7 minute read
DIGITAL INFRASTRUCTURE: THE INFRASTRUCTURE OF THE FUTURE
by Dr Ian Oppermann, NSW Government Chief Data Scientist and Industry Professor at University of Technology Sydney
With recent changes to how people live and work due to the COVID-19 pandemic, the move away from physical assets and towards cloud-based infrastructure is more significant than ever. Here Dr Oppermann explores a future world that is more digital and connected, and the impact of smart infrastructure, digital twins, and data privacy and security.
Many governments around the world have set smart city goals and funded pilot projects, but the reality is that little progress has been made in many countries. Challenges to these goals include the diversity of stakeholder interests, the complexity of coordinating planning/ construction/operation across stakeholders, and importantly, the lack of comprehensive digital twins of physical environments, and the lack of clear, data-driven outcomes frameworks.
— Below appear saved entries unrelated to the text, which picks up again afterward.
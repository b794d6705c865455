// ─── Locale Tags ───
// File names vary between editions and eras (`en_US.lang`, `en_us.json`,
// `en_US-pocket.lang`); the export filter works on a normalized tag (`en-US`).

use std::collections::BTreeSet;

/// Normalize a language file name (or bare stem) into a locale tag.
///
/// `en_us.json` → `en-US`, `zh_CN-pocket.lang` → `zh-CN`.
pub fn locale_tag(file_name: &str) -> String {
    let name = file_name.rsplit('/').next().unwrap_or(file_name);
    let stem = name
        .strip_suffix(".json")
        .or_else(|| name.strip_suffix(".lang"))
        .unwrap_or(name)
        .replace('_', "-");
    let stem = stem.strip_suffix("-pocket").unwrap_or(&stem);

    let mut parts = stem.split('-');
    let mut tag = parts.next().unwrap_or_default().to_string();
    for part in parts {
        tag.push('-');
        tag.push_str(&part.to_ascii_uppercase());
    }
    tag
}

/// Which locales to export. Empty means everything.
#[derive(Debug, Clone, Default, PartialEq, Eq)]
pub struct LocaleFilter {
    allowed: BTreeSet<String>,
}

impl LocaleFilter {
    pub fn all() -> Self {
        Self::default()
    }

    /// Parse a comma-separated list such as the `EXPORT_LANGUAGES` value.
    pub fn parse(list: &str) -> Self {
        let allowed = list
            .split(',')
            .map(str::trim)
            .filter(|s| !s.is_empty())
            .map(locale_tag)
            .collect();
        Self { allowed }
    }

    pub fn is_all(&self) -> bool {
        self.allowed.is_empty()
    }

    pub fn allows(&self, file_name: &str) -> bool {
        self.is_all() || self.allowed.contains(&locale_tag(file_name))
    }
}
Digital twins offer the potential to plan, model and optimise during all phases of smart infrastructure lifecycle and use. Outcomes frameworks allow the goals of smart cities to be described and measured. Smart cities are ultimately dependent on data-driven frameworks, indicators and models gathered from those who use the places and infrastructure of cities. Use of peoplecentric data needed to measure, model and analyse smart cities creates the final major hurdle in the form of privacy. All of these challenges must be addressed to make real progress in smart cities.
COVID ACCELERATING DIGITAL
Over dinner at an appropriately socially distanced hotel restaurant recently, I watched background footage of the foundations of Canberra being laid out and the growth of the city over the course of the 20th Century. It was stunningly old fashioned. Everything about the pomp and ceremony, the construction process, people learning to use these roundabout things was worthy of documentary. We are now much more digital, more connected and more online. We are living in the future.
The COVID-19 pandemic has taught us just how much of that last sentence is true. We rapidly jumped online rather than drive to work or drop the kids at school. We grappled with congested telecoms networks rather than congested roads. We switched between Teams, Zoom, Skype and Webex in seconds rather than fly between Sydney, Melbourne, Brisbane or Canberra for the day. We discovered some bottlenecks, but we largely went online and digital.
Productivity has arguably increased for “remoteable” professions. The network externalities of school start times, work start times, and the need to be seen to be “at work” changed. We survived, and we even started to understand some of the reasons why it has been so hard to be smart with our use of cities as we switched from moving atoms (us, our cars, our public transport) to moving bits (our voice, files, video feeds).
COVID was a major interruption to the steady progress of change towards the connected, online, digital future. The major drivers of this change are still coming from the intersection of a growing/ aging/urbanising population, a changing climate, the need to respond to an increasing number of global challenges (including pandemics), and our expectation of an ever-improving quality of life. These are challenging factors to reconcile and must be met with ever greater productivity and technological enhancements.
Our present, and future, are digital, hyper-connected and critically dependent on technology. For decades, most economies have been transforming towards a service dominated economy and our services economies are increasingly digital, online and driven by data. In all sectors, services are increasingly created, delivered and consumed via digital means, driven by the increasing adoption of online, mobile and digital technologies.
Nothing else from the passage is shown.